The bottom line: Technological advances are only a small part of the measure of the progress in American policing. The core of this progress instead lies in the transformation of police organizational culture and infrastructures, in all of its manifestations (tactical, strategic, supervisory, administrative, and missions), into forms that can support the use of technology for evidence-based, proactive, and analytically based crime control effectiveness. Without such infrastructure, technology can reinforce—and even strengthen—the reactive nature of the police. Strengthening reactive efficiency is not progress, given that research has continuously shown that these reactive methods are much less effective in achieving measurable crime reductions than more proactive tactics and strategies, such as targeting police resources at well defined and analyzed community problems or hot spots patrol at geographic concentrations of crime. Furthermore, this mythology can mislead the police to believe they are advancing in their efforts, shield them from scrutiny, or distract them from pursuing other activities that might help them be more effective.

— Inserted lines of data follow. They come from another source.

//! PostgreSQL database client implementation.
//!
//! Provides the `PostgresClient` struct that implements the `DatabaseClient`
//! trait using sqlx. The session holds exactly one connection; there are no
//! concurrent queries, so the pool is sized to one.

use crate::config::ConnectionConfig;
use crate::db::{
    DatabaseClient, ResultRecord, ResultSet, SchemaColumn, SchemaDescription, Value,
};
use crate::error::{AskError, Result};
use async_trait::async_trait;
use sqlx::postgres::{PgPool, PgPoolOptions, PgRow};
use sqlx::{Column as SqlxColumn, Row as SqlxRow, TypeInfo};
use std::time::{Duration, Instant};
use tracing::debug;

/// Query timeout in seconds.
const QUERY_TIMEOUT_SECS: u64 = 30;

/// Connection acquire timeout in seconds.
const CONNECT_TIMEOUT_SECS: u64 = 10;

/// Catalog query for the flat schema description, ordered by table name then
/// column position.
const CATALOG_QUERY: &str = r#"
    SELECT table_name::text, column_name::text, data_type::text
    FROM information_schema.columns
    WHERE table_schema = 'public'
    ORDER BY table_name, ordinal_position
"#;

/// PostgreSQL database client.
#[derive(Debug)]
pub struct PostgresClient {
    pool: PgPool,
}

impl PostgresClient {
    /// Connects to the database described by the config.
    ///
    /// A failed attempt is surfaced immediately; there is no retry.
    pub async fn connect(config: &ConnectionConfig) -> Result<Self> {
        let conn_str = config.to_connection_string()?;

        let pool = PgPoolOptions::new()
            .max_connections(1)
            .acquire_timeout(Duration::from_secs(CONNECT_TIMEOUT_SECS))
            .connect(&conn_str)
            .await
            .map_err(|e| map_connection_error(e, config))?;

        debug!("Connected to {}", config.display_string());
        Ok(Self { pool })
    }

    /// Creates a new PostgresClient from an existing connection pool.
    ///
    /// This is primarily useful for testing.
    #[allow(dead_code)]
    pub fn from_pool(pool: PgPool) -> Self {
        Self { pool }
    }
}

#[async_trait]
impl DatabaseClient for PostgresClient {
    async fn describe_schema(&self) -> Result<SchemaDescription> {
        let rows: Vec<(String, String, String)> = sqlx::query_as(CATALOG_QUERY)
            .fetch_all(&self.pool)
            .await
            .map_err(|e| AskError::schema_read(format!("Failed to read catalog: {e}")))?;

        let columns = rows
            .into_iter()
            .map(|(table, column, data_type)| SchemaColumn::new(table, column, data_type))
            .collect();

        Ok(SchemaDescription::from_columns(columns))
    }

    async fn execute_query(&self, sql: &str) -> Result<ResultSet> {
        let start = Instant::now();

        let rows = tokio::time::timeout(
            Duration::from_secs(QUERY_TIMEOUT_SECS),
            sqlx::query(sql).fetch_all(&self.pool),
        )
        .await
        .map_err(|_| {
            AskError::execution(format!(
                "Query timed out after {QUERY_TIMEOUT_SECS} seconds"
            ))
        })?
        .map_err(|e| AskError::execution(format_query_error(e)))?;

        let execution_time = start.elapsed();

        // Column names come from the statement's result descriptor; with no
        // rows there are no records to build and the set is simply empty.
        let columns: Vec<String> = rows
            .first()
            .map(|row| row.columns().iter().map(|c| c.name().to_string()).collect())
            .unwrap_or_default();

        let records = rows
            .iter()
            .map(|row| ResultRecord::from_row(&columns, convert_row(row)))
            .collect();

        Ok(ResultSet::from_records(records).with_execution_time(execution_time))
    }

    async fn close(&self) -> Result<()> {
        self.pool.close().await;
        Ok(())
    }
}

/// Converts a sqlx PgRow to positional values.
fn convert_row(row: &PgRow) -> Vec<Value> {
    row.columns()
        .iter()
        .enumerate()
        .map(|(i, col)| convert_value(row, i, col.type_info().name()))
        .collect()
}

/// Converts a single column value from a PgRow to our Value type.
fn convert_value(row: &PgRow, index: usize, type_name: &str) -> Value {
    match type_name.to_uppercase().as_str() {
        "BOOL" | "BOOLEAN" => row
            .try_get::<Option<bool>, _>(index)
            .ok()
            .flatten()
            .map(Value::Bool)
            .unwrap_or(Value::Null),

        "INT2" | "SMALLINT" => row
            .try_get::<Option<i16>, _>(index)
            .ok()
            .flatten()
            .map(|v| Value::Int(v as i64))
            .unwrap_or(Value::Null),

        "INT4" | "INT" | "INTEGER" => row
            .try_get::<Option<i32>, _>(index)
            .ok()
            .flatten()
            .map(|v| Value::Int(v as i64))
            .unwrap_or(Value::Null),

        "INT8" | "BIGINT" => row
            .try_get::<Option<i64>, _>(index)
            .ok()
            .flatten()
            .map(Value::Int)
            .unwrap_or(Value::Null),

        "FLOAT4" | "REAL" => row
            .try_get::<Option<f32>, _>(index)
            .ok()
            .flatten()
            .map(|v| Value::Float(v as f64))
            .unwrap_or(Value::Null),

        "FLOAT8" | "DOUBLE PRECISION" => row
            .try_get::<Option<f64>, _>(index)
            .ok()
            .flatten()
            .map(Value::Float)
            .unwrap_or(Value::Null),

        "BYTEA" => row
            .try_get::<Option<Vec<u8>>, _>(index)
            .ok()
            .flatten()
            .map(Value::Bytes)
            .unwrap_or(Value::Null),

        // For all other types, try to get as string
        _ => row
            .try_get::<Option<String>, _>(index)
            .ok()
            .flatten()
            .map(Value::String)
            .unwrap_or(Value::Null),
    }
}

/// Maps sqlx connection errors to user-friendly messages.
fn map_connection_error(error: sqlx::Error, config: &ConnectionConfig) -> AskError {
    let host = config.host.as_deref().unwrap_or("localhost");
    let port = config.port;
    let user = config.user.as_deref().unwrap_or("unknown");
    let database = config.database.as_deref().unwrap_or("unknown");

    let error_str = error.to_string().to_lowercase();

    if error_str.contains("connection refused") || error_str.contains("could not connect") {
        AskError::connection(format!(
            "Cannot connect to {host}:{port}. Check that the server is running."
        ))
    } else if error_str.contains("password authentication failed")
        || error_str.contains("authentication failed")
    {
        AskError::connection(format!(
            "Authentication failed for user '{user}'. Check your credentials."
        ))
    } else if error_str.contains("does not exist") && error_str.contains("database") {
        AskError::connection(format!("Database '{database}' does not exist."))
    } else if error_str.contains("ssl") || error_str.contains("tls") {
        AskError::connection(
            "Server requires SSL. Add '?sslmode=require' to connection string.".to_string(),
        )
    } else if error_str.contains("timed out") || error_str.contains("timeout") {
        AskError::connection(format!(
            "Connection to {host}:{port} timed out. The server may be overloaded or unreachable."
        ))
    } else {
        AskError::connection(error.to_string())
    }
}

/// Formats a query error, surfacing the database diagnostic verbatim.
fn format_query_error(error: sqlx::Error) -> String {
    let Some(db_error) = error.as_database_error() else {
        return error.to_string();
    };

    let mut result = String::from("ERROR: ");
    result.push_str(db_error.message());

    if let Some(pg_error) = db_error.try_downcast_ref::<sqlx::postgres::PgDatabaseError>() {
        if let Some(detail) = pg_error.detail() {
            result.push_str("\n  DETAIL: ");
            result.push_str(detail);
        }

        if let Some(hint) = pg_error.hint() {
            result.push_str("\n  HINT: ");
            result.push_str(hint);
        }
    }

    result
}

Of course, changing these cultural norms is an incredibly tall order in policing that is no doubt obfuscated by also having to learn how to use technology safely and wisely. Nor am I arguing that the police should pay less attention to new tools. On the contrary—the use of technology in policing is necessary to achieve many evidence-based strategies that research has proven effective. Technology is not the problem—but the context for these tools matters, as does their perceived purpose in the police mission. “Better,” “faster,” and “stronger” is no match for “smarter,” “effective,” and “evidence-based.” For police to wield technology to achieve the latter requires more than just new gadgets; it requires a new mindset, culture, and proactive and analytic approach.
Dr. Cynthia Lum is Deputy Director of the Center for Evidence-Based Crime Policy and Assistant Professor in the Department of Administration of Justice at George Mason University.